Questa breve e concisissima rassegna storica dimostra che, ai pot-pourri, per un motivo o per l’altro, non abbiamo ancora rinunciato. Dai Notandissimi secreti de l’arte profumatoria dei maestri muschieri di Venezia del Cinquecento, ai fragrance designer del XXI secolo, abbiamo affinato in modo scientifico l’arte di ricavare profumi dai fiori, e anche le tecniche di conservazione degli stessi si avvalgono di sostanze chimiche che fanno miracoli. Ma rispetto al nostro passato più remoto, in noi è rimasto ancora un profondo senso di malìa di fronte allo spettacolo dei petali sciolti dalla corolla di un fiore: le docce di rose nella Domus Aurea, i fossi e i petali di sakura e l’hanami, fino all’immaginario con American beauty, ci dimostrano che nei secoli non siamo riusciti a rinunciare al senso di ricchezza, libertà e felicità che ci dà una pioggia di fiori sopra il nostro capo o tra i palmi congiunti delle nostre mani, né sotto un punto di vista di piacere mondano, né sotto l’aspetto spirituale.

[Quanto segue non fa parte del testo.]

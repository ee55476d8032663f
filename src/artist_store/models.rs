//! Data models for the artist mapping database.

use serde::{Deserialize, Serialize};
use std::fmt;
use std::str::FromStr;
use thiserror::Error;

/// Errors returned by artist mapping stores.
#[derive(Debug, Error)]
pub enum ArtistStoreError {
    /// Caller input rejected before any database access.
    #[error("{0}")]
    InvalidArgument(String),

    /// Connectivity or query failure. Any open transaction has already been
    /// rolled back when this is returned.
    #[error("{0}")]
    Storage(#[from] rusqlite::Error),
}

/// A platform an artist can have an external identifier on.
///
/// Tags are case-sensitive: only the lowercase forms returned by
/// [`Platform::as_str`] are accepted.
#[derive(Debug, Clone, Copy, PartialEq, Eq, Hash, Serialize, Deserialize)]
pub enum Platform {
    #[serde(rename = "spotify")]
    Spotify,
    #[serde(rename = "youtube")]
    Youtube,
    #[serde(rename = "am")]
    AppleMusic,
    #[serde(rename = "itunes")]
    Itunes,
    #[serde(rename = "genius")]
    Genius,
}

impl Platform {
    pub const ALL: [Platform; 5] = [
        Platform::Spotify,
        Platform::Youtube,
        Platform::AppleMusic,
        Platform::Itunes,
        Platform::Genius,
    ];

    pub fn as_str(&self) -> &'static str {
        match self {
            Platform::Spotify => "spotify",
            Platform::Youtube => "youtube",
            Platform::AppleMusic => "am",
            Platform::Itunes => "itunes",
            Platform::Genius => "genius",
        }
    }

    /// Name of the `artists` column holding this platform's identifier.
    pub fn column(&self) -> &'static str {
        match self {
            Platform::Spotify => "spotify_id",
            Platform::Youtube => "youtube_id",
            Platform::AppleMusic => "am_id",
            Platform::Itunes => "itunes_id",
            Platform::Genius => "genius_id",
        }
    }

    /// Human readable list of accepted tags, e.g. `['spotify', 'youtube', ...]`.
    pub fn valid_tags() -> String {
        let tags = Platform::ALL
            .iter()
            .map(|p| format!("'{}'", p.as_str()))
            .collect::<Vec<_>>()
            .join(", ");
        format!("[{}]", tags)
    }
}

impl fmt::Display for Platform {
    fn fmt(&self, f: &mut fmt::Formatter<'_>) -> fmt::Result {
        f.write_str(self.as_str())
    }
}

impl FromStr for Platform {
    type Err = ArtistStoreError;

    fn from_str(s: &str) -> Result<Self, Self::Err> {
        Platform::ALL
            .into_iter()
            .find(|p| p.as_str() == s)
            .ok_or_else(|| {
                ArtistStoreError::InvalidArgument(format!(
                    "Invalid platform. Valid platforms are: {}",
                    Platform::valid_tags()
                ))
            })
    }
}

/// A row of the `artists` table.
#[derive(Debug, Clone, Default, PartialEq, Eq, Serialize, Deserialize)]
pub struct ArtistMapping {
    pub id: i64,
    pub name: String,
    pub spotify_id: Option<String>,
    pub youtube_id: Option<String>,
    pub am_id: Option<String>,
    pub itunes_id: Option<String>,
    pub genius_id: Option<String>,
}

impl ArtistMapping {
    pub fn platform_id(&self, platform: Platform) -> Option<&str> {
        match platform {
            Platform::Spotify => self.spotify_id.as_deref(),
            Platform::Youtube => self.youtube_id.as_deref(),
            Platform::AppleMusic => self.am_id.as_deref(),
            Platform::Itunes => self.itunes_id.as_deref(),
            Platform::Genius => self.genius_id.as_deref(),
        }
    }
}

/// Result of a successful upsert.
#[derive(Debug, Clone, PartialEq, Eq)]
pub enum UpsertOutcome {
    Created { name: String, platform: Platform },
    Updated { name: String, platform: Platform },
}

impl UpsertOutcome {
    pub fn message(&self) -> String {
        match self {
            UpsertOutcome::Created { name, platform } => {
                format!("Added new artist '{}' with {}", name, platform.column())
            }
            UpsertOutcome::Updated { name, platform } => {
                format!("Updated {} for artist '{}'", platform.column(), name)
            }
        }
    }
}

pub(crate) fn validate_name(name: &str) -> Result<(), ArtistStoreError> {
    if name.is_empty() {
        return Err(ArtistStoreError::InvalidArgument(
            "Artist name must not be empty".to_string(),
        ));
    }
    Ok(())
}
mod file_config;

pub use file_config::{FileConfig, SpotifyFileConfig};

use crate::artist_store::DEFAULT_BUSY_TIMEOUT;
use crate::provider::{SpotifyConfig, SPOTIFY_API_BASE, SPOTIFY_AUTH_URL};
use crate::server::{RequestsLoggingLevel, ServerConfig};
use anyhow::{anyhow, bail, Result};
use clap::ValueEnum;
use std::path::{Path, PathBuf};
use std::time::Duration;

/// CLI arguments that can be used for config resolution.
/// This struct mirrors the CLI arguments that can be overridden by TOML config.
#[derive(Debug, Clone, Default)]
pub struct CliConfig {
    pub db_path: Option<PathBuf>,
    pub host: String,
    pub port: u16,
    pub logging_level: RequestsLoggingLevel,
    pub request_timeout_sec: u64,
    pub provider_timeout_sec: u64,
    pub spotify_client_id: Option<String>,
    pub spotify_client_secret: Option<String>,
    pub spotify_api_url: Option<String>,
    pub spotify_auth_url: Option<String>,
}

#[derive(Debug, Clone)]
pub struct AppConfig {
    pub db_path: PathBuf,
    pub host: String,
    pub port: u16,
    pub logging_level: RequestsLoggingLevel,
    pub request_timeout_sec: u64,
    pub provider_timeout_sec: u64,
    pub spotify: SpotifySettings,
}

#[derive(Debug, Clone)]
pub struct SpotifySettings {
    pub client_id: String,
    pub client_secret: String,
    pub api_url: String,
    pub auth_url: String,
}

impl AppConfig {
    /// Resolve configuration from CLI arguments and optional TOML file config.
    /// TOML values override CLI values where present.
    pub fn resolve(cli: &CliConfig, file_config: Option<FileConfig>) -> Result<Self> {
        let file = file_config.unwrap_or_default();

        let db_path = file
            .db_path
            .map(PathBuf::from)
            .or_else(|| cli.db_path.clone())
            .ok_or_else(|| anyhow!("db_path must be specified via --db-path or in config file"))?;

        let db_dir = match db_path.parent() {
            Some(parent) if !parent.as_os_str().is_empty() => parent,
            _ => Path::new("."),
        };
        if !db_dir.is_dir() {
            bail!("Database directory does not exist: {:?}", db_dir);
        }

        let host = file.host.unwrap_or_else(|| cli.host.clone());
        let port = file.port.unwrap_or(cli.port);

        let logging_level = file
            .logging_level
            .and_then(|s| parse_logging_level(&s))
            .unwrap_or_else(|| cli.logging_level.clone());

        let request_timeout_sec = file.request_timeout_sec.unwrap_or(cli.request_timeout_sec);
        let provider_timeout_sec = file
            .provider_timeout_sec
            .unwrap_or(cli.provider_timeout_sec);
        if request_timeout_sec == 0 || provider_timeout_sec == 0 {
            bail!("Timeouts must be greater than zero seconds");
        }
        // A store write still waiting on the database lock when the request
        // times out would commit after the client got its 408.
        if Duration::from_secs(request_timeout_sec) <= DEFAULT_BUSY_TIMEOUT {
            bail!(
                "request_timeout_sec must be longer than the database busy timeout ({}s)",
                DEFAULT_BUSY_TIMEOUT.as_secs()
            );
        }

        // [spotify] table takes precedence over CLI args and environment
        let spotify_file = file.spotify.unwrap_or_default();
        let client_id = non_empty(spotify_file.client_id)
            .or_else(|| non_empty(cli.spotify_client_id.clone()))
            .ok_or_else(|| {
                anyhow!("Spotify client id must be specified via --spotify-client-id, SPOTIFY_CLIENT_ID or in config file")
            })?;
        let client_secret = non_empty(spotify_file.client_secret)
            .or_else(|| non_empty(cli.spotify_client_secret.clone()))
            .ok_or_else(|| {
                anyhow!("Spotify client secret must be specified via --spotify-client-secret, SPOTIFY_CLIENT_SECRET or in config file")
            })?;
        let api_url = spotify_file
            .api_url
            .or_else(|| cli.spotify_api_url.clone())
            .unwrap_or_else(|| SPOTIFY_API_BASE.to_string());
        let auth_url = spotify_file
            .auth_url
            .or_else(|| cli.spotify_auth_url.clone())
            .unwrap_or_else(|| SPOTIFY_AUTH_URL.to_string());

        Ok(Self {
            db_path,
            host,
            port,
            logging_level,
            request_timeout_sec,
            provider_timeout_sec,
            spotify: SpotifySettings {
                client_id,
                client_secret,
                api_url,
                auth_url,
            },
        })
    }

    pub fn server_config(&self) -> ServerConfig {
        ServerConfig {
            requests_logging_level: self.logging_level.clone(),
            host: self.host.clone(),
            port: self.port,
            request_timeout_sec: self.request_timeout_sec,
        }
    }

    pub fn spotify_config(&self) -> SpotifyConfig {
        SpotifyConfig {
            client_id: self.spotify.client_id.clone(),
            client_secret: self.spotify.client_secret.clone(),
            api_base_url: self.spotify.api_url.clone(),
            auth_url: self.spotify.auth_url.clone(),
            timeout: Duration::from_secs(self.provider_timeout_sec),
        }
    }
}

fn non_empty(value: Option<String>) -> Option<String> {
    value.filter(|v| !v.trim().is_empty())
}

/// Parses a logging level string into RequestsLoggingLevel.
/// Uses clap's ValueEnum trait for parsing.
fn parse_logging_level(s: &str) -> Option<RequestsLoggingLevel> {
    RequestsLoggingLevel::from_str(s, true).ok()
}
use anyhow::{Context, Result};
use std::time::Duration;

use tracing::info;

use axum::{
    extract::State, http::StatusCode, middleware, response::IntoResponse, routing::get, Json,
    Router,
};
use serde::{Deserialize, Serialize};
use tower_http::timeout::TimeoutLayer;

use super::artists::artist_routes;
use super::{log_requests, state::*, ServerConfig};

#[derive(Serialize, Deserialize, Debug)]
pub struct ServerStats {
    pub name: String,
    pub version: String,
    pub uptime: String,
}

fn format_uptime(duration: Duration) -> String {
    let total_seconds = duration.as_secs();

    let days = total_seconds / 86_400;
    let hours = (total_seconds % 86_400) / 3600;
    let minutes = (total_seconds % 3600) / 60;
    let seconds = total_seconds % 60;

    format!("{}d {:02}:{:02}:{:02}", days, hours, minutes, seconds)
}

async fn home(State(state): State<ServerState>) -> impl IntoResponse {
    let stats = ServerStats {
        name: env!("CARGO_PKG_NAME").to_string(),
        version: env!("CARGO_PKG_VERSION").to_string(),
        uptime: format_uptime(state.start_time.elapsed()),
    };
    Json(stats)
}

pub fn make_app(
    config: ServerConfig,
    artist_store: GuardedArtistStore,
    artist_directory: GuardedArtistDirectory,
) -> Router {
    let request_timeout = Duration::from_secs(config.request_timeout_sec);
    let state = ServerState::new(config, artist_store, artist_directory);

    let home_router: Router = Router::new()
        .route("/", get(home))
        .with_state(state.clone());

    home_router
        .nest("/artists", artist_routes(state.clone()))
        .layer(TimeoutLayer::with_status_code(
            StatusCode::REQUEST_TIMEOUT,
            request_timeout,
        ))
        .layer(middleware::from_fn_with_state(state, log_requests))
}

pub async fn run_server(
    config: ServerConfig,
    artist_store: GuardedArtistStore,
    artist_directory: GuardedArtistDirectory,
) -> Result<()> {
    let address = format!("{}:{}", config.host, config.port);
    let app = make_app(config, artist_store, artist_directory);

    let listener = tokio::net::TcpListener::bind(&address)
        .await
        .with_context(|| format!("Failed to bind {}", address))?;
    info!("Ready to serve at {}!", address);

    axum::serve(listener, app)
        .with_graceful_shutdown(async {
            let _ = tokio::signal::ctrl_c().await;
            info!("Shutting down");
        })
        .await?;
    Ok(())
}
//! ArtistMappingStore trait definition.

use super::models::{ArtistMapping, ArtistStoreError, Platform, UpsertOutcome};

/// Trait for artist mapping storage backends.
pub trait ArtistMappingStore: Send + Sync {
    /// Set the identifier of `name` on `platform`, creating the artist row if
    /// no row with exactly that name exists yet.
    fn upsert(
        &self,
        name: &str,
        platform: Platform,
        external_id: &str,
    ) -> Result<UpsertOutcome, ArtistStoreError>;

    /// Same as [`ArtistMappingStore::upsert`], taking the platform as its
    /// textual tag. Unknown tags fail with `InvalidArgument` without touching
    /// the database.
    fn upsert_platform_id(
        &self,
        name: &str,
        platform: &str,
        external_id: &str,
    ) -> Result<UpsertOutcome, ArtistStoreError> {
        let platform: Platform = platform.parse()?;
        self.upsert(name, platform, external_id)
    }

    /// Get the row stored for an exact artist name.
    fn get_artist_mapping(&self, name: &str) -> Result<Option<ArtistMapping>, ArtistStoreError>;

    /// All stored rows, oldest first.
    fn list_artist_mappings(&self) -> Result<Vec<ArtistMapping>, ArtistStoreError>;
}
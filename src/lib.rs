//! Live telemetry crate root: re-exports and module wiring.
//!
//! A stream of timestamped samples is kept in a time-bounded window, reduced
//! to a bounded point count for rendering, and exported as CSV on demand:
//! - `data`: samples, the window buffer, downsampling, export and the synthetic signal
//! - `producer`: local sample producer and its tick scheduler
//! - `controls`: pause/resume state machine and window validation
//! - `session`: the object owning all of the above
//! - `sink`: push feed for external sources
//! - `controllers`: thread-safe remote control of a running dashboard
//! - `runtime`: tokio task owning a session (feature `runtime`)
//! - `app`: egui/eframe dashboard

pub mod app;
pub mod clock;
pub mod config;
pub mod controllers;
pub mod controls;
pub mod data;
pub mod error;
pub mod producer;
#[cfg(feature = "runtime")]
pub mod runtime;
pub mod session;
pub mod sink;

// Public re-exports for a compact external API
pub use app::{run_dashboard, DashboardApp};
pub use clock::{Clock, ManualClock, SystemClock};
pub use config::{DashboardOptions, TelemetryConfig};
pub use controllers::{ControllerEvent, UiActionController};
pub use controls::RunState;
pub use data::downsample::reduce;
pub use data::export::{encode_csv, parse_csv};
pub use data::sample::{Sample, Snapshot};
pub use data::signal::{NoisySine, Waveform};
pub use data::window::WindowBuffer;
pub use error::{Result, TelemetryError};
pub use session::TelemetrySession;
pub use sink::{channel_samples, SampleSink};

#[cfg(feature = "runtime")]
pub use runtime::{spawn_session, TelemetryCommand, TelemetryHandle};
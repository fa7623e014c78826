#![allow(dead_code)]

use std::sync::Arc;

use livetelemetry::{ManualClock, TelemetryConfig, TelemetrySession};

pub const TICK_MS: i64 = 1_000;

pub fn config(window_secs: u64) -> TelemetryConfig {
    TelemetryConfig {
        tick_interval_ms: TICK_MS as u64,
        window_secs,
        noise_seed: Some(1),
        ..Default::default()
    }
}

/// Session on a manual clock starting at 0, ticking every second.
pub fn session(window_secs: u64) -> (TelemetrySession, ManualClock) {
    let clock = ManualClock::new(0);
    let s = TelemetrySession::with_clock(&config(window_secs), Arc::new(clock.clone())).unwrap();
    (s, clock)
}

/// Advance one period and poll, `n` times.
pub fn run_ticks(s: &mut TelemetrySession, clock: &ManualClock, n: usize) {
    for _ in 0..n {
        clock.advance(TICK_MS);
        s.poll();
    }
}

pub fn timestamps(s: &TelemetrySession) -> Vec<i64> {
    s.snapshot().iter().map(|x| x.timestamp_ms).collect()
}
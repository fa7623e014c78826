//! egui/eframe renderer for a telemetry session.

mod dashboard;
mod run;

pub use dashboard::{format_clock_time, DashboardApp};
pub use run::run_dashboard;
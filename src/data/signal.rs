//! Synthetic signal used by the local producer.

use rand::rngs::StdRng;
use rand::{Rng, SeedableRng};

/// Source of sample values as a function of time.
pub trait Waveform: Send {
    /// Value for a sample taken at `timestamp_ms`. Must be finite.
    fn value_at(&mut self, timestamp_ms: i64) -> f64;
}

/// Slow sine around a baseline plus bounded uniform noise, rounded to two decimals.
///
/// `value = baseline + amplitude * sin(t / period_ms) + (u - 0.5) * noise`
#[derive(Debug, Clone)]
pub struct NoisySine {
    pub baseline: f64,
    pub amplitude: f64,
    pub period_ms: f64,
    pub noise: f64,
    rng: StdRng,
}

impl NoisySine {
    pub fn new(seed: Option<u64>) -> Self {
        let rng = match seed {
            Some(seed) => StdRng::seed_from_u64(seed),
            None => StdRng::from_os_rng(),
        };
        Self {
            baseline: 50.0,
            amplitude: 8.0,
            period_ms: 3500.0,
            noise: 6.0,
            rng,
        }
    }
}

impl Default for NoisySine {
    fn default() -> Self {
        Self::new(None)
    }
}

impl Waveform for NoisySine {
    fn value_at(&mut self, timestamp_ms: i64) -> f64 {
        let t = timestamp_ms as f64;
        let u: f64 = self.rng.random();
        let y = self.baseline + self.amplitude * (t / self.period_ms).sin() + (u - 0.5) * self.noise;
        (y * 100.0).round() / 100.0
    }
}

impl<F> Waveform for F
where
    F: FnMut(i64) -> f64 + Send,
{
    fn value_at(&mut self, timestamp_ms: i64) -> f64 {
        self(timestamp_ms)
    }
}

#[cfg(test)]
mod tests {
    use super::*;

    #[test]
    fn values_stay_within_bounds() {
        let mut w = NoisySine::new(Some(7));
        for i in 0..1_000 {
            let v = w.value_at(1_700_000_000_000 + i * 500);
            assert!(v.is_finite());
            assert!((50.0 - 8.0 - 3.0..=50.0 + 8.0 + 3.0).contains(&v));
        }
    }

    #[test]
    fn same_seed_same_series() {
        let mut a = NoisySine::new(Some(42));
        let mut b = NoisySine::new(Some(42));
        for t in (0..10_000).step_by(500) {
            assert_eq!(a.value_at(t), b.value_at(t));
        }
    }
}
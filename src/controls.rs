//! Control surface: run state machine and window-duration validation.

use std::num::NonZeroU64;

use log::{info, warn};

use crate::error::{Result, TelemetryError};

/// Two-state machine; `toggle` is the only transition.
#[derive(Debug, Clone, Copy, PartialEq, Eq, Default)]
pub enum RunState {
    #[default]
    Running,
    Paused,
}

impl RunState {
    pub fn toggled(self) -> Self {
        match self {
            RunState::Running => RunState::Paused,
            RunState::Paused => RunState::Running,
        }
    }

    pub fn is_paused(self) -> bool {
        self == RunState::Paused
    }
}

/// Process-wide mutable state of a session: run state and window duration.
#[derive(Debug, Clone)]
pub struct Controls {
    run_state: RunState,
    window_secs: NonZeroU64,
}

impl Controls {
    pub fn new(window_secs: NonZeroU64) -> Self {
        Self {
            run_state: RunState::Running,
            window_secs,
        }
    }

    pub fn run_state(&self) -> RunState {
        self.run_state
    }

    pub fn window_secs(&self) -> NonZeroU64 {
        self.window_secs
    }

    pub fn toggle_pause(&mut self) -> RunState {
        self.run_state = self.run_state.toggled();
        info!(
            "telemetry {}",
            if self.run_state.is_paused() { "paused" } else { "resumed" }
        );
        self.run_state
    }

    /// Force `Running`, used when a fresh producer is scheduled.
    pub(crate) fn reset(&mut self) {
        self.run_state = RunState::Running;
    }

    /// Validate and store a new window duration.
    ///
    /// Zero is rejected without touching the current value; the caller is
    /// expected to forward the returned value to the window buffer.
    pub fn set_window_duration(&mut self, secs: u64) -> Result<NonZeroU64> {
        let Some(window) = NonZeroU64::new(secs) else {
            warn!("rejected window duration of {secs}s");
            return Err(TelemetryError::invalid(
                "window_secs",
                "window duration must be positive",
            ));
        };
        self.window_secs = window;
        info!("window duration set to {secs}s");
        Ok(window)
    }
}

/// Validate a window duration coming from a signed source (e.g. a UI field).
pub fn window_secs_from_signed(secs: i64) -> Result<u64> {
    u64::try_from(secs)
        .ok()
        .filter(|&s| s > 0)
        .ok_or_else(|| {
            TelemetryError::invalid("window_secs", format!("{secs} is not a positive duration"))
        })
}

#[cfg(test)]
mod tests {
    use super::*;

    #[test]
    fn toggle_alternates() {
        let mut c = Controls::new(NonZeroU64::new(60).unwrap());
        assert_eq!(c.run_state(), RunState::Running);
        assert_eq!(c.toggle_pause(), RunState::Paused);
        assert_eq!(c.toggle_pause(), RunState::Running);
    }

    #[test]
    fn zero_window_leaves_state_unchanged() {
        let mut c = Controls::new(NonZeroU64::new(60).unwrap());
        c.toggle_pause();
        assert!(c.set_window_duration(0).unwrap_err().is_invalid_argument());
        assert_eq!(c.window_secs().get(), 60);
        assert_eq!(c.run_state(), RunState::Paused);
    }

    #[test]
    fn signed_windows() {
        assert_eq!(window_secs_from_signed(30).unwrap(), 30);
        assert!(window_secs_from_signed(0).is_err());
        assert!(window_secs_from_signed(-5).is_err());
    }
}
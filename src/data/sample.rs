use std::ops::Deref;
use std::sync::Arc;

/// One timestamped scalar observation.
///
/// `timestamp_ms` is milliseconds since the UNIX epoch.
#[derive(Debug, Clone, Copy, PartialEq)]
pub struct Sample {
    pub timestamp_ms: i64,
    pub value: f64,
}

impl Sample {
    pub fn new(timestamp_ms: i64, value: f64) -> Self {
        Self {
            timestamp_ms,
            value,
        }
    }

    /// Timestamp in (fractional) seconds, the unit the plot's X axis uses.
    pub fn timestamp_secs(&self) -> f64 {
        self.timestamp_ms as f64 * 1e-3
    }

    /// `[x, y]` pair as consumed by `egui_plot`.
    pub fn to_plot_point(&self) -> [f64; 2] {
        [self.timestamp_secs(), self.value]
    }
}

/// Immutable, point-in-time copy of the window buffer.
///
/// Cloning is cheap and never observes later appends.
#[derive(Debug, Clone, PartialEq, Default)]
pub struct Snapshot {
    samples: Arc<[Sample]>,
}

impl Snapshot {
    pub(crate) fn from_vec(samples: Vec<Sample>) -> Self {
        Self {
            samples: samples.into(),
        }
    }

    pub fn samples(&self) -> &[Sample] {
        &self.samples
    }
}

impl Deref for Snapshot {
    type Target = [Sample];

    fn deref(&self) -> &[Sample] {
        &self.samples
    }
}
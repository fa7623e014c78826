//! Fixed-stride point reduction for rendering.

use std::borrow::Cow;

use crate::error::{Result, TelemetryError};

/// Reduce `samples` to at most `max_points` verbatim originals.
///
/// Below the threshold the input is returned unchanged (borrowed). Above it,
/// every `ceil(len / max_points)`-th element is picked starting at index 0,
/// so the first sample is always kept and the output length is
/// `ceil(len / stride) <= max_points`.
pub fn reduce<T: Clone>(samples: &[T], max_points: usize) -> Result<Cow<'_, [T]>> {
    if max_points == 0 {
        return Err(TelemetryError::invalid(
            "max_points",
            "must be at least 1",
        ));
    }
    if samples.len() <= max_points {
        return Ok(Cow::Borrowed(samples));
    }
    let stride = samples.len().div_ceil(max_points);
    Ok(Cow::Owned(
        samples.iter().step_by(stride).cloned().collect(),
    ))
}

/// Stride `reduce` would use for `len` samples.
pub fn stride_for(len: usize, max_points: usize) -> Option<usize> {
    if max_points == 0 {
        None
    } else if len <= max_points {
        Some(1)
    } else {
        Some(len.div_ceil(max_points))
    }
}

scritto da Marta Moletta per Aboutgarden
Molto interessante! Mi piacerebbe saperne di più e provare a farli in casa. Anche a me non piacciono troppo quelli in commercio ma con le mie profumatissime rose David Austin e la lavanda potrei provare… che dite?
Comunque bravissima Simonetta ?sempre con idee nuove e originali!
Un abbraccio
@simona
Certo che con le rose di Austin, un capolavoro verrà il tuo pot pourri!!!